Le Monde englouti, de J. G. Ballard

Salutations, lecteur. Aujourd’hui, je vais te parler de la première d’une série d’apocalypses décrite par un immense auteur de science-fiction.

Le Monde englouti, J. G. Ballard


Introduction


Avant de commencer, j’aimerais préciser que cette chronique émane d’un service de presse des éditions Folio SF. Je remercie chaleureusement Clara Donati pour l’envoi du roman !

James Graham Ballard est un auteur britannique né en 1930 et mort en 2009. Il est considéré comme l’un des écrivains les plus représentatifs de la New Wave de la science-fiction. Il est aussi cité par Bruce Sterling comme une influence majeure du Cyberpunk dans la préface de Mozart en verres miroirs.

Pour rappel, les récits de la New Wave cassent les codes de la SF en expérimentant de nouvelles formes et en abordant des thématiques plus sociales et un futur plus proche du nôtre. Les récits de la New Wave recherchent par ailleurs une plus grande littérarité, qui romprait avec le style d’auteurs comme Isaac Asimov par exemple.

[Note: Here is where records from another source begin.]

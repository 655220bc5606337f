//! TTL and timing budgets for the cache engine.

use std::time::Duration;

use rand::Rng;

/// Every duration the orchestrator honors, in one place.
#[derive(Debug, Clone, PartialEq)]
pub struct CachePolicy {
    /// Maximum number of envelopes held in L1.
    pub local_max_entries: u64,
    /// Physical TTL of L1 entries.
    pub local_ttl: Duration,
    /// Minimum logical TTL of freshly loaded positive envelopes.
    pub logical_ttl_base: Duration,
    /// Width of the random window added on top of the base.
    pub logical_ttl_jitter: Duration,
    /// Physical TTL of positive L2 entries; longer than any logical TTL.
    pub physical_ttl: Duration,
    /// Logical and physical TTL of negative markers.
    pub negative_ttl: Duration,
    pub load_lock_ttl: Duration,
    pub refresh_lock_ttl: Duration,
    /// How long a loser of the load lock waits before re-checking L2.
    pub lock_wait_backoff: Duration,
    /// Delay before the second invalidation round.
    pub double_delete_delay: Duration,
    pub max_background_tasks: usize,
}

impl Default for CachePolicy {
    fn default() -> Self {
        Self {
            local_max_entries: 100_000,
            local_ttl: Duration::from_secs(300),
            logical_ttl_base: Duration::from_secs(300),
            logical_ttl_jitter: Duration::from_secs(300),
            physical_ttl: Duration::from_secs(600),
            negative_ttl: Duration::from_secs(30),
            load_lock_ttl: Duration::from_secs(5),
            refresh_lock_ttl: Duration::from_secs(10),
            lock_wait_backoff: Duration::from_millis(50),
            double_delete_delay: Duration::from_millis(300),
            max_background_tasks: 256,
        }
    }
}

impl CachePolicy {
    /// Logical TTL for a fresh positive envelope: base plus jitter drawn from
    /// `[0, jitter)`, so keys loaded together do not expire together.
    pub fn logical_ttl(&self) -> Duration {
        let jitter_ms = self.logical_ttl_jitter.as_millis() as u64;
        if jitter_ms == 0 {
            return self.logical_ttl_base;
        }
        let offset = rand::thread_rng().gen_range(0..jitter_ms);
        self.logical_ttl_base + Duration::from_millis(offset)
    }
}
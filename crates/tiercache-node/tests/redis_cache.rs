//! Integration tests for the Redis-backed cluster tier.
//!
//! Tests use testcontainers to spin up a real Redis instance and are ignored
//! by default; run them with `cargo test -- --ignored` where Docker is
//! available.

mod common;

use std::sync::Arc;
use std::time::Duration;

use common::{cluster_member, user};
use futures_util::StreamExt;
use testcontainers::{ContainerAsync, runners::AsyncRunner};
use testcontainers_modules::redis::Redis;
use tiercache_node::cache::{CacheEnvelope, CachePolicy, InvalidationBus, LockService, SharedCache};
use tiercache_node::{RedisConfig, User, create_cluster_backends};
use tiercache_store_memory::InMemoryStore;
use tokio::sync::OnceCell;

// Shared Redis container for all tests
static SHARED_REDIS: OnceCell<(ContainerAsync<Redis>, String)> = OnceCell::const_new();

/// Get or create the shared Redis container
async fn get_redis_url() -> String {
    let (_, url) = SHARED_REDIS
        .get_or_init(|| async {
            let container = Redis::default()
                .start()
                .await
                .expect("start redis container");

            let host_port = container.get_host_port_ipv4(6379).await.expect("get port");
            let url = format!("redis://127.0.0.1:{}", host_port);

            (container, url)
        })
        .await;

    url.clone()
}

async fn redis_config() -> RedisConfig {
    RedisConfig {
        enabled: true,
        url: get_redis_url().await,
        pool_size: 5,
        timeout_ms: 5000,
    }
}

#[tokio::test]
async fn test_unreachable_redis_falls_back_to_memory() {
    let config = RedisConfig {
        enabled: true,
        url: "redis://127.0.0.1:1".to_string(),
        pool_size: 1,
        timeout_ms: 500,
    };

    let backends = create_cluster_backends(&config).await;
    assert_eq!(backends.mode(), "memory");
}

#[tokio::test]
async fn test_disabled_redis_uses_memory() {
    let backends = create_cluster_backends(&RedisConfig::default()).await;
    assert_eq!(backends.mode(), "memory");
}

#[tokio::test]
#[ignore = "requires Docker"]
async fn test_redis_shared_tier_get_set_delete() {
    let backends = create_cluster_backends(&redis_config().await).await;
    assert_eq!(backends.mode(), "redis");

    let envelope = CacheEnvelope::positive(user(1, "redis"), Duration::from_secs(60));
    backends
        .shared
        .set("it:shared:v1:1", envelope.encode().unwrap(), Duration::from_secs(120))
        .await
        .unwrap();

    let bytes = backends.shared.get("it:shared:v1:1").await.unwrap().expect("stored");
    let decoded: CacheEnvelope<User> = CacheEnvelope::decode(&bytes).unwrap();
    assert_eq!(decoded.data(), Some(&user(1, "redis")));

    backends
        .shared
        .delete(&["it:shared:v1:1".to_string(), "it:shared:null:v1:1".to_string()])
        .await
        .unwrap();
    assert!(backends.shared.get("it:shared:v1:1").await.unwrap().is_none());
}

#[tokio::test]
#[ignore = "requires Docker"]
async fn test_redis_lock_release_requires_owner_token() {
    let backends = create_cluster_backends(&redis_config().await).await;
    let locks = &backends.locks;

    let old = locks
        .try_acquire("it:lock", Duration::from_millis(100))
        .await
        .unwrap()
        .expect("first acquire");
    assert!(
        locks
            .try_acquire("it:lock", Duration::from_millis(100))
            .await
            .unwrap()
            .is_none()
    );

    tokio::time::sleep(Duration::from_millis(150)).await;
    let new = locks
        .try_acquire("it:lock", Duration::from_secs(5))
        .await
        .unwrap()
        .expect("re-acquire after expiry");

    // The expired owner's release must not free the new owner's lock
    locks.release("it:lock", &old).await.unwrap();
    assert!(
        locks
            .try_acquire("it:lock", Duration::from_secs(5))
            .await
            .unwrap()
            .is_none()
    );

    locks.release("it:lock", &new).await.unwrap();
    assert!(
        locks
            .try_acquire("it:lock", Duration::from_secs(5))
            .await
            .unwrap()
            .is_some()
    );
}

#[tokio::test]
#[ignore = "requires Docker"]
async fn test_redis_bus_delivers_keys() {
    let backends = create_cluster_backends(&redis_config().await).await;

    let mut stream = backends.bus.subscribe().await.unwrap();
    backends.bus.publish("user:v1:77").await.unwrap();

    let received = tokio::time::timeout(Duration::from_secs(2), stream.next())
        .await
        .expect("message within timeout");
    assert_eq!(received.as_deref(), Some("user:v1:77"));
}

#[tokio::test]
#[ignore = "requires Docker"]
async fn test_redis_update_invalidates_peer_l1() {
    let config = redis_config().await;
    let store = Arc::new(InMemoryStore::new());
    store.seed(user(4242, "v1"));

    let backends_a = create_cluster_backends(&config).await;
    let backends_b = create_cluster_backends(&config).await;
    let a = cluster_member(CachePolicy::default(), store.clone(), &backends_a);
    let b = cluster_member(CachePolicy::default(), store.clone(), &backends_b);
    a.existence_filter().add(&4242u64);
    b.existence_filter().add(&4242u64);
    let listener = b.start_invalidation_listener().await;

    assert_eq!(a.get(&4242).await.unwrap(), Some(user(4242, "v1")));
    assert_eq!(b.get(&4242).await.unwrap(), Some(user(4242, "v1")));
    assert_eq!(store.find_calls(), 1);

    a.update(&4242, user(4242, "v2")).await.unwrap();
    tokio::time::sleep(Duration::from_millis(600)).await;

    assert_eq!(b.get(&4242).await.unwrap(), Some(user(4242, "v2")));
    listener.abort();
}
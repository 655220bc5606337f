//! Error types for system-of-record operations.
//!
//! These are the only errors the cache engine propagates to its callers: tier,
//! lock and bus failures are absorbed, but a failing authoritative store cannot
//! be papered over.

/// Errors that can occur while talking to the system of record.
#[derive(Debug, thiserror::Error)]
pub enum StoreError {
    /// The entity passed in is not acceptable for the requested operation.
    #[error("Invalid entity: {message}")]
    InvalidEntity {
        /// Description of why the entity is invalid.
        message: String,
    },

    /// Failed to reach the backing store.
    #[error("Connection error: {message}")]
    ConnectionError {
        /// Description of the connection error.
        message: String,
    },

    /// An internal store error occurred.
    #[error("Internal error: {message}")]
    Internal {
        /// Description of the internal error.
        message: String,
    },
}

impl StoreError {
    /// Creates a new `InvalidEntity` error.
    #[must_use]
    pub fn invalid_entity(message: impl Into<String>) -> Self {
        Self::InvalidEntity {
            message: message.into(),
        }
    }

    /// Creates a new `ConnectionError` error.
    #[must_use]
    pub fn connection_error(message: impl Into<String>) -> Self {
        Self::ConnectionError {
            message: message.into(),
        }
    }

    /// Creates a new `Internal` error.
    #[must_use]
    pub fn internal(message: impl Into<String>) -> Self {
        Self::Internal {
            message: message.into(),
        }
    }

    /// Returns `true` if this is an invalid entity error.
    #[must_use]
    pub fn is_invalid_entity(&self) -> bool {
        matches!(self, Self::InvalidEntity { .. })
    }
}
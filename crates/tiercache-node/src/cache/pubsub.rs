//! Pub/Sub for cross-instance L1 invalidation.
//!
//! ## Example Flow
//!
//! ```text
//! Instance 1: update(42) → PUBLISH cache:invalidate "user:v1:42"
//!   ↓
//! Instance 2: listener receives "user:v1:42" → evicts from L1
//! Instance 3: listener receives "user:v1:42" → evicts from L1
//! ```
//!
//! Delivery is at-most-once and unordered. Evicting an absent key is a no-op,
//! so duplicate deliveries (including an instance hearing its own publish) are
//! harmless.

use std::pin::Pin;
use std::sync::Arc;
use std::time::Duration;

use async_trait::async_trait;
use deadpool_redis::Pool;
use futures_util::{Stream, StreamExt};
use redis::AsyncCommands;
use tokio::sync::broadcast;
use tokio::task::JoinHandle;
use tokio_stream::wrappers::BroadcastStream;
use tokio_stream::wrappers::errors::BroadcastStreamRecvError;

use super::error::{CacheError, CacheResult};
use super::keys::INVALIDATION_CHANNEL;
use super::local::EvictKey;

/// Stream of invalidated cache keys.
pub type KeyStream = Pin<Box<dyn Stream<Item = String> + Send>>;

/// Broadcast channel carrying invalidated cache keys to every instance.
#[async_trait]
pub trait InvalidationBus: Send + Sync {
    /// Broadcast `key` to all subscribers.
    async fn publish(&self, key: &str) -> CacheResult<()>;

    /// Open a new subscription. The stream ends when the connection is lost.
    async fn subscribe(&self) -> CacheResult<KeyStream>;

    /// Backend name for logging.
    fn backend_name(&self) -> &'static str;
}

/// Redis Pub/Sub bus on the `cache:invalidate` channel.
#[derive(Clone)]
pub struct RedisInvalidationBus {
    pool: Pool,
    redis_url: String,
}

impl RedisInvalidationBus {
    pub fn new(pool: Pool, redis_url: impl Into<String>) -> Self {
        Self {
            pool,
            redis_url: redis_url.into(),
        }
    }
}

#[async_trait]
impl InvalidationBus for RedisInvalidationBus {
    async fn publish(&self, key: &str) -> CacheResult<()> {
        let mut conn = self.pool.get().await?;
        conn.publish::<_, _, ()>(INVALIDATION_CHANNEL, key).await?;
        tracing::debug!(key = %key, "published cache invalidation");
        Ok(())
    }

    async fn subscribe(&self) -> CacheResult<KeyStream> {
        // Pooled connections cannot SUBSCRIBE, so use a dedicated client
        let client = redis::Client::open(self.redis_url.as_str())
            .map_err(|e| CacheError::Subscribe(format!("failed to create Redis client: {e}")))?;

        let mut pubsub = client
            .get_async_pubsub()
            .await
            .map_err(|e| CacheError::Subscribe(format!("failed to get pub/sub connection: {e}")))?;

        pubsub
            .subscribe(INVALIDATION_CHANNEL)
            .await
            .map_err(|e| CacheError::Subscribe(format!("failed to subscribe: {e}")))?;

        tracing::info!(channel = INVALIDATION_CHANNEL, "Subscribed to invalidation channel");

        let stream = pubsub.into_on_message().filter_map(|msg| async move {
            match msg.get_payload::<String>() {
                Ok(key) => Some(key),
                Err(e) => {
                    tracing::warn!(error = %e, "failed to parse invalidation message payload");
                    None
                }
            }
        });
        Ok(Box::pin(stream))
    }

    fn backend_name(&self) -> &'static str {
        "redis"
    }
}

/// Default buffer size for the in-process bus.
/// Slow subscribers that fall further behind lose messages.
const DEFAULT_BUFFER_SIZE: usize = 1024;

/// In-process bus on a tokio broadcast channel.
///
/// Clones share the same channel, so orchestrators built from clones hear each
/// other like instances on one Redis.
#[derive(Clone)]
pub struct MemoryInvalidationBus {
    sender: broadcast::Sender<String>,
}

impl MemoryInvalidationBus {
    pub fn new() -> Self {
        Self::with_capacity(DEFAULT_BUFFER_SIZE)
    }

    pub fn with_capacity(capacity: usize) -> Self {
        let (sender, _) = broadcast::channel(capacity);
        Self { sender }
    }

    /// Number of live subscriptions.
    pub fn subscriber_count(&self) -> usize {
        self.sender.receiver_count()
    }
}

impl Default for MemoryInvalidationBus {
    fn default() -> Self {
        Self::new()
    }
}

#[async_trait]
impl InvalidationBus for MemoryInvalidationBus {
    async fn publish(&self, key: &str) -> CacheResult<()> {
        // No subscribers is not a failure: nobody has anything to evict.
        let _ = self.sender.send(key.to_string());
        Ok(())
    }

    async fn subscribe(&self) -> CacheResult<KeyStream> {
        let stream = BroadcastStream::new(self.sender.subscribe()).filter_map(|item| async move {
            match item {
                Ok(key) => Some(key),
                Err(BroadcastStreamRecvError::Lagged(skipped)) => {
                    tracing::warn!(skipped, "invalidation subscriber lagged, messages dropped");
                    None
                }
            }
        });
        Ok(Box::pin(stream))
    }

    fn backend_name(&self) -> &'static str {
        "memory"
    }
}

/// Subscribes to the invalidation bus and evicts received keys from L1.
///
/// ## How It Works
///
/// 1. Subscribe to the bus
/// 2. For every received key, evict it (and its negative companion) from L1
/// 3. If the subscription fails or ends, resubscribe with exponential backoff
pub struct CacheInvalidationListener {
    pub bus: Arc<dyn InvalidationBus>,
    pub local_cache: Arc<dyn EvictKey>,
}

const INITIAL_BACKOFF: Duration = Duration::from_secs(1);
const MAX_BACKOFF: Duration = Duration::from_secs(300); // 5 minutes max

impl CacheInvalidationListener {
    /// Start listening for invalidation events.
    ///
    /// The first subscription is opened before this returns, so keys published
    /// afterwards are guaranteed to reach this instance (connection permitting).
    /// Processing and reconnects run on a background task.
    pub async fn start(self) -> JoinHandle<()> {
        let initial = match self.bus.subscribe().await {
            Ok(stream) => Some(stream),
            Err(e) => {
                tracing::error!(error = %e, "Initial invalidation subscription failed, retrying in background");
                None
            }
        };

        tokio::spawn(async move {
            let mut backoff = INITIAL_BACKOFF;
            let mut next = initial;

            loop {
                let result = match next.take() {
                    Some(stream) => self.drain(stream).await,
                    None => self.run().await,
                };
                match result {
                    Ok(()) => {
                        backoff = INITIAL_BACKOFF;
                    }
                    Err(CacheError::StreamEnded) => {
                        // The subscription was healthy until now; start over from the short delay
                        tracing::warn!("Invalidation stream ended, resubscribing");
                        backoff = INITIAL_BACKOFF;
                        tokio::time::sleep(backoff).await;
                    }
                    Err(e) => {
                        tracing::error!(
                            error = %e,
                            backoff_secs = backoff.as_secs(),
                            "Cache invalidation listener error, reconnecting..."
                        );
                        tokio::time::sleep(backoff).await;
                        backoff = (backoff * 2).min(MAX_BACKOFF);
                    }
                }
            }
        })
    }

    async fn run(&self) -> CacheResult<()> {
        let stream = self.bus.subscribe().await?;
        self.drain(stream).await
    }

    async fn drain(&self, mut stream: KeyStream) -> CacheResult<()> {
        while let Some(key) = stream.next().await {
            tracing::debug!(key = %key, "received cache invalidation");
            self.local_cache.evict_key(&key).await;
        }
        Err(CacheError::StreamEnded)
    }
}
use std::{env, fs, time::Duration};

use tiercache_node::CachePolicy;
use tiercache_node::config::loader::load_config;

#[test]
fn config_parsing_and_env_overrides_and_validation() {
    let dir = tempfile::tempdir().expect("tmp dir");
    let path = dir.path().join("tiercache.toml");

    let toml_content = r#"
[redis]
enabled = true
url = "redis://cache.internal:6380"
pool_size = 4

[cache]
entity = "account"
schema_version = "v2"
logical_ttl_base_secs = 60
logical_ttl_jitter_secs = 30
physical_ttl_secs = 120
negative_ttl_secs = 10
double_delete_delay_ms = 500

[filter]
expected_items = 1000
false_positive_rate = 0.001

[logging]
level = "debug"
"#;
    fs::write(&path, toml_content).expect("write toml");

    // 1) Valid config parses; unspecified fields keep their defaults
    let cfg = load_config(path.to_str()).expect("should parse config");
    assert!(cfg.redis.enabled);
    assert_eq!(cfg.redis.pool_size, 4);
    assert_eq!(cfg.redis.timeout_ms, 5000);
    assert_eq!(cfg.cache.entity, "account");
    assert_eq!(cfg.cache.load_lock_ttl_ms, 5000);
    assert_eq!(cfg.filter.expected_items, 1000);
    assert_eq!(cfg.logging.level, "debug");

    let policy = CachePolicy::from(&cfg.cache);
    assert_eq!(policy.logical_ttl_base, Duration::from_secs(60));
    assert_eq!(policy.logical_ttl_jitter, Duration::from_secs(30));
    assert_eq!(policy.double_delete_delay, Duration::from_millis(500));

    // 2) Env override should win over file
    unsafe {
        env::set_var("TIERCACHE__CACHE__NEGATIVE_TTL_SECS", "45");
    }
    let cfg_env = load_config(path.to_str()).expect("should parse config with env overrides");
    assert_eq!(cfg_env.cache.negative_ttl_secs, 45);
    unsafe {
        env::remove_var("TIERCACHE__CACHE__NEGATIVE_TTL_SECS");
    }

    // 3) Physical TTL shorter than the logical window is rejected
    let invalid_path = dir.path().join("invalid.toml");
    let invalid_toml = r#"
[cache]
logical_ttl_base_secs = 300
logical_ttl_jitter_secs = 300
physical_ttl_secs = 400
"#;
    fs::write(&invalid_path, invalid_toml).expect("write invalid toml");
    let err = load_config(invalid_path.to_str()).expect_err("expected validation error");
    assert!(err.contains("physical_ttl_secs must be >="));
}

#[test]
fn missing_file_falls_back_to_defaults() {
    let dir = tempfile::tempdir().expect("tmp dir");
    let path = dir.path().join("absent.toml");

    let cfg = load_config(path.to_str()).expect("defaults should load");
    assert!(!cfg.redis.enabled);
    assert_eq!(cfg.cache.entity, "user");
    assert_eq!(cfg.cache.schema_version, "v1");
    assert_eq!(cfg.filter.expected_items, 10_000_000);
    assert_eq!(cfg.cache.physical_ttl_secs, 600);
}
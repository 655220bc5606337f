use std::{env, sync::Arc};

use tiercache_node::cache::{BloomFilter, CacheOrchestrator, ExistenceFilter, KeySpace};
use tiercache_node::config::loader::load_config;
use tiercache_node::{CachePolicy, User, create_cluster_backends};
use tiercache_store::DynStore;
use tiercache_store_memory::InMemoryStore;

/// How the configuration path was determined.
#[derive(Debug, Clone, Copy)]
enum ConfigSource {
    /// From --config CLI argument
    CliArgument,
    /// From TIERCACHE_CONFIG environment variable
    EnvironmentVariable,
    /// Default path (tiercache.toml)
    Default,
}

impl std::fmt::Display for ConfigSource {
    fn fmt(&self, f: &mut std::fmt::Formatter<'_>) -> std::fmt::Result {
        match self {
            Self::CliArgument => write!(f, "CLI argument (--config)"),
            Self::EnvironmentVariable => write!(f, "environment variable (TIERCACHE_CONFIG)"),
            Self::Default => write!(f, "default"),
        }
    }
}

#[tokio::main]
async fn main() {
    // .env is optional
    if let Err(e) = dotenvy::dotenv() {
        if !matches!(e, dotenvy::Error::Io(ref io_err) if io_err.kind() == std::io::ErrorKind::NotFound) {
            eprintln!("Warning: Failed to load .env file: {e}");
        }
    }

    tiercache_node::observability::init_tracing();

    let (config_path, source) = resolve_config_path();

    let cfg = match load_config(Some(&config_path)) {
        Ok(c) => c,
        Err(e) => {
            eprintln!("Configuration error: {e}");
            std::process::exit(2);
        }
    };

    tracing::info!(
        path = %config_path,
        source = %source,
        "Configuration loaded"
    );

    tiercache_node::observability::apply_logging_level(&cfg.logging.level);

    let backends = create_cluster_backends(&cfg.redis).await;

    // The node fronts an in-memory user table; a real deployment plugs its
    // own SystemOfRecord in here.
    let store = Arc::new(InMemoryStore::<User>::new());

    let ids = store.ids();
    let bloom = BloomFilter::from_items(
        ids.iter(),
        cfg.filter.expected_items,
        cfg.filter.false_positive_rate,
    );
    tracing::info!(
        ids = ids.len(),
        expected_items = cfg.filter.expected_items,
        bits = bloom.num_bits(),
        hashes = bloom.num_hashes(),
        "Existence filter built"
    );
    let filter = Arc::new(ExistenceFilter::new(bloom));

    let dyn_store: DynStore<User> = store;
    let cache = match CacheOrchestrator::<User>::builder()
        .store(dyn_store)
        .backends(&backends)
        .filter(filter)
        .key_space(KeySpace::new(
            cfg.cache.entity.as_str(),
            cfg.cache.schema_version.as_str(),
        ))
        .policy(CachePolicy::from(&cfg.cache))
        .build()
    {
        Ok(c) => c,
        Err(e) => {
            eprintln!("Cache initialization failed: {e}");
            std::process::exit(2);
        }
    };

    let listener = cache.start_invalidation_listener().await;

    tracing::info!(
        mode = backends.mode(),
        entity = cache.key_space().entity(),
        version = cache.key_space().version(),
        "tiercache node ready"
    );

    if let Err(e) = tokio::signal::ctrl_c().await {
        tracing::error!(error = %e, "Failed to listen for shutdown signal");
    }

    tracing::info!(
        in_flight = cache.background().in_flight(),
        "Shutting down, abandoning background tasks"
    );
    listener.abort();
}

/// Resolve the configuration file path.
///
/// Priority order:
/// 1. CLI argument: --config <path>
/// 2. Environment variable: TIERCACHE_CONFIG
/// 3. Default: tiercache.toml
fn resolve_config_path() -> (String, ConfigSource) {
    let mut args = env::args().skip(1);
    while let Some(arg) = args.next() {
        if arg == "--config" {
            if let Some(path) = args.next() {
                return (path, ConfigSource::CliArgument);
            }
        }
    }

    if let Ok(path) = env::var("TIERCACHE_CONFIG") {
        if !path.is_empty() {
            return (path, ConfigSource::EnvironmentVariable);
        }
    }

    ("tiercache.toml".to_string(), ConfigSource::Default)
}
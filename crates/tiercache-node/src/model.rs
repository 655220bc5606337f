//! Entities served by the node.

use serde::{Deserialize, Serialize};
use tiercache_store::Entity;

/// A user record.
#[derive(Debug, Clone, PartialEq, Eq, Serialize, Deserialize)]
pub struct User {
    pub id: u64,
    pub name: String,
    pub email: String,
}

impl User {
    pub fn new(id: u64, name: impl Into<String>, email: impl Into<String>) -> Self {
        Self {
            id,
            name: name.into(),
            email: email.into(),
        }
    }
}

impl Entity for User {
    type Id = u64;

    fn id(&self) -> u64 {
        self.id
    }
}
//! Existence filter guarding the system of record against penetration.
//!
//! A Bloom filter answers "definitely absent" or "possibly present" with no
//! false negatives. It only grows: ids can be added but never removed, so its
//! false-positive rate drifts upward as entities are deleted. An external job
//! periodically builds a fresh filter from the system of record and swaps it
//! in with [`ExistenceFilter::replace`].

use std::collections::hash_map::DefaultHasher;
use std::hash::{Hash, Hasher};
use std::sync::Arc;
use std::sync::atomic::{AtomicU64, Ordering};

use arc_swap::ArcSwap;

/// Fixed-size Bloom filter with lock-free inserts.
///
/// Bits live in atomic words so `add` and `might_contain` can run concurrently
/// from many tasks without a lock.
#[derive(Debug)]
pub struct BloomFilter {
    words: Box<[AtomicU64]>,
    num_bits: u64,
    num_hashes: u32,
    inserted: AtomicU64,
}

impl BloomFilter {
    /// Size a filter for `expected_items` at the target false-positive rate.
    ///
    /// Uses the standard optimum `m = -n ln p / (ln 2)^2`, `k = (m / n) ln 2`.
    pub fn with_rate(expected_items: u64, false_positive_rate: f64) -> Self {
        let n = expected_items.max(1) as f64;
        let p = false_positive_rate.clamp(f64::MIN_POSITIVE, 0.5);
        let ln2 = std::f64::consts::LN_2;

        let num_bits = ((-n * p.ln()) / (ln2 * ln2)).ceil().max(64.0) as u64;
        let num_hashes = ((num_bits as f64 / n) * ln2).round().clamp(1.0, 32.0) as u32;
        Self::with_dimensions(num_bits, num_hashes)
    }

    /// Build a filter with an explicit bit count and hash count.
    fn with_dimensions(num_bits: u64, num_hashes: u32) -> Self {
        let num_words = num_bits.div_ceil(64).max(1);
        let words = (0..num_words).map(|_| AtomicU64::new(0)).collect();
        Self {
            words,
            num_bits: num_words * 64,
            num_hashes: num_hashes.max(1),
            inserted: AtomicU64::new(0),
        }
    }

    /// Build a filter and populate it from an id source, as a rebuild job does.
    pub fn from_items<'a, H, I>(items: I, expected_items: u64, false_positive_rate: f64) -> Self
    where
        H: Hash + ?Sized + 'a,
        I: IntoIterator<Item = &'a H>,
    {
        let filter = Self::with_rate(expected_items, false_positive_rate);
        for item in items {
            filter.add(item);
        }
        filter
    }

    pub fn add<H: Hash + ?Sized>(&self, item: &H) {
        for bit in self.bit_positions(item) {
            let (word, mask) = Self::locate(bit);
            self.words[word].fetch_or(mask, Ordering::Relaxed);
        }
        self.inserted.fetch_add(1, Ordering::Relaxed);
    }

    /// `false` means the item was definitely never added.
    pub fn might_contain<H: Hash + ?Sized>(&self, item: &H) -> bool {
        self.bit_positions(item).all(|bit| {
            let (word, mask) = Self::locate(bit);
            self.words[word].load(Ordering::Relaxed) & mask != 0
        })
    }

    pub fn num_bits(&self) -> u64 {
        self.num_bits
    }

    pub fn num_hashes(&self) -> u32 {
        self.num_hashes
    }

    /// Number of `add` calls, duplicates included.
    pub fn insert_count(&self) -> u64 {
        self.inserted.load(Ordering::Relaxed)
    }

    // Kirsch-Mitzenmacher double hashing: g_i(x) = h1(x) + i * h2(x)
    fn bit_positions<H: Hash + ?Sized>(&self, item: &H) -> impl Iterator<Item = u64> {
        let h1 = seeded_hash(0x51_7c_c1_b7, item);
        let h2 = seeded_hash(0x27_22_0a_95, item) | 1;
        let num_bits = self.num_bits;
        (0..u64::from(self.num_hashes))
            .map(move |i| h1.wrapping_add(i.wrapping_mul(h2)) % num_bits)
    }

    #[inline]
    fn locate(bit: u64) -> (usize, u64) {
        ((bit / 64) as usize, 1u64 << (bit % 64))
    }
}

fn seeded_hash<H: Hash + ?Sized>(seed: u64, item: &H) -> u64 {
    let mut hasher = DefaultHasher::new();
    seed.hash(&mut hasher);
    item.hash(&mut hasher);
    hasher.finish()
}

/// Shared handle to the current Bloom filter.
///
/// Reads never block: [`replace`](Self::replace) swaps the whole filter
/// atomically, and in-flight readers keep using the snapshot they loaded.
#[derive(Debug)]
pub struct ExistenceFilter {
    current: ArcSwap<BloomFilter>,
}

impl ExistenceFilter {
    pub fn new(filter: BloomFilter) -> Self {
        Self {
            current: ArcSwap::from_pointee(filter),
        }
    }

    /// Empty filter sized for `expected_items` at `false_positive_rate`.
    pub fn with_rate(expected_items: u64, false_positive_rate: f64) -> Self {
        Self::new(BloomFilter::with_rate(expected_items, false_positive_rate))
    }

    /// No false negatives: `false` means the id was never added.
    pub fn might_contain<H: Hash + ?Sized>(&self, id: &H) -> bool {
        self.current.load().might_contain(id)
    }

    /// Record an id confirmed to exist in the system of record.
    pub fn add<H: Hash + ?Sized>(&self, id: &H) {
        self.current.load().add(id);
    }

    /// Swap in a wholesale rebuilt filter.
    pub fn replace(&self, filter: BloomFilter) {
        self.current.store(Arc::new(filter));
        tracing::info!("existence filter replaced");
    }

    /// The filter currently in use.
    pub fn snapshot(&self) -> Arc<BloomFilter> {
        self.current.load_full()
    }
}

Le Monde englouti, publié pour la première fois en 1962, et fait partie d’une trilogie conceptuelle dans laquelle l’auteur met en scène des apocalypses, avec Sécheresse, et La Forêt de cristal, dont je vous parlerai aussi. Le Vent de nulle part, premier roman de l’auteur qu’il ne voulait pas voir réédité, parce qu’il le considérait comme une « œuvre commerciale à cent pour cent ». Le roman a connu deux traductions françaises, l’une de Marie-France Desmoulins, et l’autre de Michel Pagel. Cette dernière traduction a été d’abord publiée dans la collection Lunes d’Encre de Denoël, puis au format poche dans la collection Folio SF de Gallimard.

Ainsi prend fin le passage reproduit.